GOAL OF THE EXERCISE
Among the lines below, return each one that contains the word "worker".

=== Begin Enclosure ===

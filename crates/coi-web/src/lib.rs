//! Browser bindings for the isolation shield.
//!
//! On `wasm32` this crate exports `installInterceptor`, called from the
//! service-worker script, and `activate`, called from the page. The
//! platform-independent mapping and logging pieces compile everywhere so they
//! can be tested natively.

pub mod bridge;
pub mod console;

#[cfg(target_arch = "wasm32")]
mod wasm;

#[cfg(target_arch = "wasm32")]
pub use wasm::activate;
#[cfg(target_arch = "wasm32")]
pub use wasm::install_interceptor;
//! Header names and values that make a document cross-origin isolated.

pub const CROSS_ORIGIN_RESOURCE_POLICY: &str = "Cross-Origin-Resource-Policy";
pub const CROSS_ORIGIN_EMBEDDER_POLICY: &str = "Cross-Origin-Embedder-Policy";
pub const CROSS_ORIGIN_OPENER_POLICY: &str = "Cross-Origin-Opener-Policy";
pub const CACHE_CONTROL: &str = "Cache-Control";
pub const CONTENT_TYPE: &str = "Content-Type";

/// Lets any isolated page embed the resource.
pub const RESOURCE_POLICY_CROSS_ORIGIN: &str = "cross-origin";
/// Embedded resources must opt in via CORP or CORS.
pub const EMBEDDER_POLICY_REQUIRE_CORP: &str = "require-corp";
/// Puts the document in its own browsing context group.
pub const OPENER_POLICY_SAME_ORIGIN: &str = "same-origin";
/// Keeps an unrewritten copy of the document from being replayed.
pub const NAVIGATION_CACHE_CONTROL: &str = "no-cache, no-store, must-revalidate";

pub const HTML_MIME_PREFIX: &str = "text/html";
pub const SENTINEL_CONTENT_TYPE: &str = "text/plain; charset=utf-8";
//! Protocol data model: request URLs, origins, headers, and HTTP messages
//! as an intercepting worker observes them.

pub mod http;
pub mod url;

pub use http::CacheMode;
pub use http::Header;
pub use http::HeaderSet;
pub use http::HttpMethod;
pub use http::HttpResponse;
pub use http::HttpStatusCode;
pub use http::InterceptedRequest;
pub use http::RequestMode;
pub use url::Origin;
pub use url::RequestUrl;
pub use url::Scheme;
//! Upload gates
//!
//! The full distribution validator and the coarse legacy pre-check are two adapters
//! over one `AudioValidator`, so both share the same format table and size guard.
//!
//! # Example
//! ```rust,ignore
//! let validator = Arc::new(AudioValidator::new(ValidationConfig::default()));
//! let gate = LegacyPrecheck::new(validator.clone(), 100);
//! let verdict = gate.check(&bytes, "track.flac").await;
//! if !LegacyPrecheck::accepts(&verdict) { ... }
//! ```

use crate::pipeline::AudioValidator;
use crate::types::{AudioValidationResult, LegacyValidation, ValidationOptions};
use async_trait::async_trait;
use std::sync::Arc;

/// A check an upload must pass
#[async_trait]
pub trait AudioGate: Send + Sync {
    type Verdict: Send;

    /// Gate name for logging
    fn name(&self) -> &'static str;

    /// Run the check
    async fn check(&self, buffer: &[u8], filename: &str) -> Self::Verdict;

    /// Whether the verdict lets the upload through
    fn accepts(verdict: &Self::Verdict) -> bool;
}

/// Full distribution-readiness validation
pub struct DistributionGate {
    validator: Arc<AudioValidator>,
    options: ValidationOptions,
}

impl DistributionGate {
    pub fn new(validator: Arc<AudioValidator>, options: ValidationOptions) -> Self {
        Self { validator, options }
    }
}

#[async_trait]
impl AudioGate for DistributionGate {
    type Verdict = AudioValidationResult;

    fn name(&self) -> &'static str {
        "distribution"
    }

    async fn check(&self, buffer: &[u8], filename: &str) -> AudioValidationResult {
        self.validator
            .validate_audio_for_distribution(buffer, filename, &self.options)
            .await
    }

    fn accepts(verdict: &AudioValidationResult) -> bool {
        verdict.is_uploadable
    }
}

/// Legacy pre-check: extension and size only
pub struct LegacyPrecheck {
    validator: Arc<AudioValidator>,
    max_size_mb: u64,
}

impl LegacyPrecheck {
    pub fn new(validator: Arc<AudioValidator>, max_size_mb: u64) -> Self {
        Self {
            validator,
            max_size_mb,
        }
    }
}

#[async_trait]
impl AudioGate for LegacyPrecheck {
    type Verdict = LegacyValidation;

    fn name(&self) -> &'static str {
        "legacy-precheck"
    }

    async fn check(&self, buffer: &[u8], filename: &str) -> LegacyValidation {
        self.validator
            .validate_audio_file(buffer, filename, self.max_size_mb)
    }

    fn accepts(verdict: &LegacyValidation) -> bool {
        verdict.is_valid
    }
}
impl<'a> RuleEngine<'a> {
    pub fn new(config: &'a ValidationConfig, options: &'a ValidationOptions) -> Self {
        Self { config, options }
    }

    fn limits(&self) -> &AudioLimits {
        &self.config.limits
    }

    fn loudness(&self) -> &LoudnessConfig {
        &self.config.loudness
    }

    /// Unknown or missing extension
    pub fn check_unsupported_format(&self, extension: Option<&str>, findings: &mut Findings) {
        let supported = self.config.supported_extensions();
        let message = match extension {
            Some(ext) => format!(
                "Unsupported audio format '.{}'. Supported formats: {}",
                ext, supported
            ),
            None => format!(
                "File has no extension, so its audio format cannot be determined. Supported formats: {}",
                supported
            ),
        };

        let mut issue = ValidationIssue::error(IssueCode::UnsupportedFormat, "format", message)
            .with_requirement(supported);
        if let Some(ext) = extension {
            issue = issue.with_value(ext);
        }
        findings.push(issue);
        findings.recommend(LOSSLESS_EXPORT_HINT);
    }

    /// Size guard, independent of metadata parsing (the legacy pre-check passes its own ceiling)
    pub fn check_size_bounds(
        size_bytes: u64,
        min_bytes: u64,
        max_bytes: u64,
        findings: &mut Findings,
    ) {
        if size_bytes > max_bytes {
            findings.push(
                ValidationIssue::error(
                    IssueCode::FileTooLarge,
                    "fileSize",
                    format!(
                        "File is {:.1} MB, above the {:.0} MB limit",
                        megabytes(size_bytes),
                        megabytes(max_bytes)
                    ),
                )
                .with_value(size_bytes)
                .with_requirement(format!("at most {} bytes", max_bytes)),
            );
            findings.recommend(
                "Split very long recordings or export at a lower sample rate to reduce file size.",
            );
        } else if size_bytes < min_bytes {
            findings.push(
                ValidationIssue::error(
                    IssueCode::FileTooSmall,
                    "fileSize",
                    format!(
                        "File is only {} bytes; it is likely empty or truncated",
                        size_bytes
                    ),
                )
                .with_value(size_bytes)
                .with_requirement(format!("at least {} bytes", min_bytes)),
            );
            findings.recommend("Re-export the track from your DAW and upload the complete file.");
        }
    }

    /// Metadata extraction failed: warn, never reject
    pub fn check_metadata_failure(&self, reason: &str, findings: &mut Findings) {
        findings.push(
            ValidationIssue::warning(
                IssueCode::MetadataParseError,
                "metadata",
                format!("Could not read audio properties: {}", reason),
            )
            .with_value(reason),
        );
        findings.recommend(
            "The file header could not be read. Re-export the track so its technical quality can be verified.",
        );
    }

    /// Every profile-dependent check
    pub fn check_profile(&self, profile: &AudioTechnicalProfile, findings: &mut Findings) {
        self.check_duration(profile, findings);
        self.check_sample_rate(profile, findings);
        self.check_bit_depth(profile, findings);
        self.check_channels(profile, findings);
        self.check_bitrate(profile, findings);
        self.check_format_class(profile, findings);

        debug!(
            format = %profile.format,
            issues = findings.issues.len(),
            "Profile checks complete"
        );
    }

    fn check_duration(&self, profile: &AudioTechnicalProfile, findings: &mut Findings) {
        let limits = self.limits();
        let duration = profile.duration_seconds;

        if duration < limits.min_duration_secs {
            findings.push(
                ValidationIssue::error(
                    IssueCode::DurationTooShort,
                    "duration",
                    format!(
                        "Track is {:.1} seconds long; the minimum is {:.0} seconds",
                        duration, limits.min_duration_secs
                    ),
                )
                .with_value(duration)
                .with_requirement(format!("at least {:.0} seconds", limits.min_duration_secs)),
            );
            findings.recommend(
                "Upload the full track; streaming platforms reject clips shorter than 30 seconds.",
            );
        } else if duration > limits.max_duration_secs {
            findings.push(
                ValidationIssue::error(
                    IssueCode::DurationTooLong,
                    "duration",
                    format!(
                        "Track is {:.0} seconds long; the maximum is {:.0} seconds",
                        duration, limits.max_duration_secs
                    ),
                )
                .with_value(duration)
                .with_requirement(format!("at most {:.0} seconds", limits.max_duration_secs)),
            );
            findings.recommend("Split the recording into separate tracks.");
        }
    }

    fn check_sample_rate(&self, profile: &AudioTechnicalProfile, findings: &mut Findings) {
        let limits = self.limits();
        let rate = profile.sample_rate_hz;

        if rate < limits.min_sample_rate_hz {
            findings.push(
                ValidationIssue::error(
                    IssueCode::SampleRateTooLow,
                    "sampleRate",
                    format!(
                        "Sample rate of {} Hz is below the {} Hz minimum",
                        rate, limits.min_sample_rate_hz
                    ),
                )
                .with_value(rate)
                .with_requirement(format!("at least {} Hz", limits.min_sample_rate_hz)),
            );
            findings.recommend("Export at 44.1 kHz or higher.");
        } else if !limits.standard_sample_rates_hz.contains(&rate) {
            let standard = limits
                .standard_sample_rates_hz
                .iter()
                .map(|r| r.to_string())
                .collect::<Vec<_>>()
                .join(", ");
            findings.push(
                ValidationIssue::warning(
                    IssueCode::SampleRateNonstandard,
                    "sampleRate",
                    format!("Sample rate of {} Hz is not a standard distribution rate", rate),
                )
                .with_value(rate)
                .with_requirement(format!("one of {} Hz", standard)),
            );
            findings.recommend("Resample to 44.1, 48, 88.2 or 96 kHz before distribution.");
        }
    }

    fn check_bit_depth(&self, profile: &AudioTechnicalProfile, findings: &mut Findings) {
        if !profile.is_lossless {
            return;
        }
        let Some(bits) = profile.bit_depth else {
            return;
        };
        let limits = self.limits();

        if bits < limits.min_bit_depth {
            findings.push(
                ValidationIssue::error(
                    IssueCode::BitDepthTooLow,
                    "bitDepth",
                    format!(
                        "Bit depth of {} bits is below the {}-bit minimum",
                        bits, limits.min_bit_depth
                    ),
                )
                .with_value(bits)
                .with_requirement(format!("at least {} bits", limits.min_bit_depth)),
            );
            findings.recommend("Export at 16-bit or higher; 24-bit is preferred.");
        } else if bits == limits.min_bit_depth {
            findings.push(
                ValidationIssue::info(
                    IssueCode::BitDepthAcceptable,
                    "bitDepth",
                    format!(
                        "{}-bit audio is accepted; {}-bit masters qualify for the premium tier",
                        bits, limits.premium_min_bit_depth
                    ),
                )
                .with_value(bits),
            );
            findings.recommend("Upload a 24-bit master if you have one.");
        }
    }

    fn check_channels(&self, profile: &AudioTechnicalProfile, findings: &mut Findings) {
        let limits = self.limits();
        let channels = profile.channels;

        if channels > limits.max_channels {
            findings.push(
                ValidationIssue::error(
                    IssueCode::TooManyChannels,
                    "channels",
                    format!(
                        "{} audio is not supported; at most {} channels are allowed",
                        profile.channel_layout, limits.max_channels
                    ),
                )
                .with_value(channels)
                .with_requirement(format!("at most {} channels", limits.max_channels)),
            );
            findings.recommend("Provide a stereo mixdown.");
        } else if channels == 1 {
            if self.options.allow_mono {
                findings.push(
                    ValidationIssue::warning(
                        IssueCode::MonoAudio,
                        "channels",
                        "Mono audio; most platforms expect stereo",
                    )
                    .with_value(channels),
                );
            } else {
                findings.push(
                    ValidationIssue::error(
                        IssueCode::MonoNotAllowed,
                        "channels",
                        "Mono audio is not accepted for this upload",
                    )
                    .with_value(channels)
                    .with_requirement("2 channels"),
                );
            }
            findings.recommend("Export a stereo file, even for mono sources.");
        }
    }

    fn check_bitrate(&self, profile: &AudioTechnicalProfile, findings: &mut Findings) {
        if profile.is_lossless {
            return;
        }
        let Some(kbps) = profile.bitrate_kbps else {
            return;
        };
        let min_kbps = self.options.min_mp3_bitrate_kbps;
        let optimal_kbps = self.limits().optimal_bitrate_kbps;

        if kbps < min_kbps {
            findings.push(
                ValidationIssue::error(
                    IssueCode::BitrateTooLow,
                    "bitrate",
                    format!("Bitrate of {} kbps is below the {} kbps minimum", kbps, min_kbps),
                )
                .with_value(kbps)
                .with_requirement(format!("at least {} kbps", min_kbps)),
            );
            findings.recommend(format!("Re-encode from the master at {} kbps.", optimal_kbps));
        } else if kbps < optimal_kbps {
            findings.push(
                ValidationIssue::info(
                    IssueCode::BitrateSuboptimal,
                    "bitrate",
                    format!("Bitrate of {} kbps is below the optimal {} kbps", kbps, optimal_kbps),
                )
                .with_value(kbps),
            );
            findings.recommend(format!("Re-encode from the master at {} kbps.", optimal_kbps));
        }
    }

    /// Lossy sources never reach the distribution tiers
    fn check_format_class(&self, profile: &AudioTechnicalProfile, findings: &mut Findings) {
        if profile.is_lossless {
            return;
        }
        findings.push(
            ValidationIssue::warning(
                IssueCode::LossyFormat,
                "format",
                format!(
                    "{} ({}) is a lossy format; lossy sources can be streamed on Boptone but not distributed",
                    profile.format, profile.codec
                ),
            )
            .with_value(profile.codec.clone())
            .with_requirement("lossless source (WAV, FLAC, AIFF or ALAC)"),
        );
        findings.recommend(LOSSLESS_EXPORT_HINT);
    }

    /// Loudness checks; only called when a report exists
    pub fn check_loudness(&self, report: &LoudnessReport, findings: &mut Findings) {
        let loudness = self.loudness();

        if let Some(tp) = report.true_peak_dbtp {
            if tp > loudness.clipping_threshold_dbtp {
                findings.push(
                    ValidationIssue::error(
                        IssueCode::AudioClipping,
                        "truePeak",
                        format!("True peak of {:+.1} dBTP means the audio clips", tp),
                    )
                    .with_value(json!(tp))
                    .with_requirement(format!(
                        "at most {:.1} dBTP",
                        loudness.clipping_threshold_dbtp
                    )),
                );
                findings.recommend(report.recommendation.clone());
            } else if tp > loudness.true_peak_warning_dbtp {
                findings.push(
                    ValidationIssue::warning(
                        IssueCode::TruePeakHigh,
                        "truePeak",
                        format!(
                            "True peak of {:+.1} dBTP leaves no headroom for lossy encoding",
                            tp
                        ),
                    )
                    .with_value(json!(tp))
                    .with_requirement(format!(
                        "at most {:.1} dBTP",
                        loudness.true_peak_warning_dbtp
                    )),
                );
                findings.recommend(format!(
                    "Set your limiter ceiling to {:.1} dBTP.",
                    loudness.true_peak_warning_dbtp
                ));
            }
        }

        let lufs = report.integrated_lufs;
        if lufs > loudness.extremely_high_lufs {
            findings.push(
                ValidationIssue::warning(
                    IssueCode::LoudnessExtremelyHigh,
                    "integratedLoudness",
                    format!("Integrated loudness of {:.1} LUFS is extremely high", lufs),
                )
                .with_value(json!(lufs))
                .with_requirement(format!("at most {:.0} LUFS", loudness.extremely_high_lufs)),
            );
            findings.recommend(report.recommendation.clone());
        } else if lufs > loudness.high_lufs {
            findings.push(
                ValidationIssue::info(
                    IssueCode::LoudnessHigh,
                    "integratedLoudness",
                    format!(
                        "Integrated loudness of {:.1} LUFS is loud; platforms will turn it down",
                        lufs
                    ),
                )
                .with_value(json!(lufs)),
            );
        } else if lufs < loudness.too_low_lufs {
            findings.push(
                ValidationIssue::warning(
                    IssueCode::LoudnessTooLow,
                    "integratedLoudness",
                    format!("Integrated loudness of {:.1} LUFS is very quiet", lufs),
                )
                .with_value(json!(lufs))
                .with_requirement(format!("at least {:.0} LUFS", loudness.too_low_lufs)),
            );
            findings.recommend(report.recommendation.clone());
        }
    }
}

=== End Enclosure ===

YOUR SOLUTION
//! service-worker script, and `activate`, called from the page. The
//! as an intercepting worker observes them.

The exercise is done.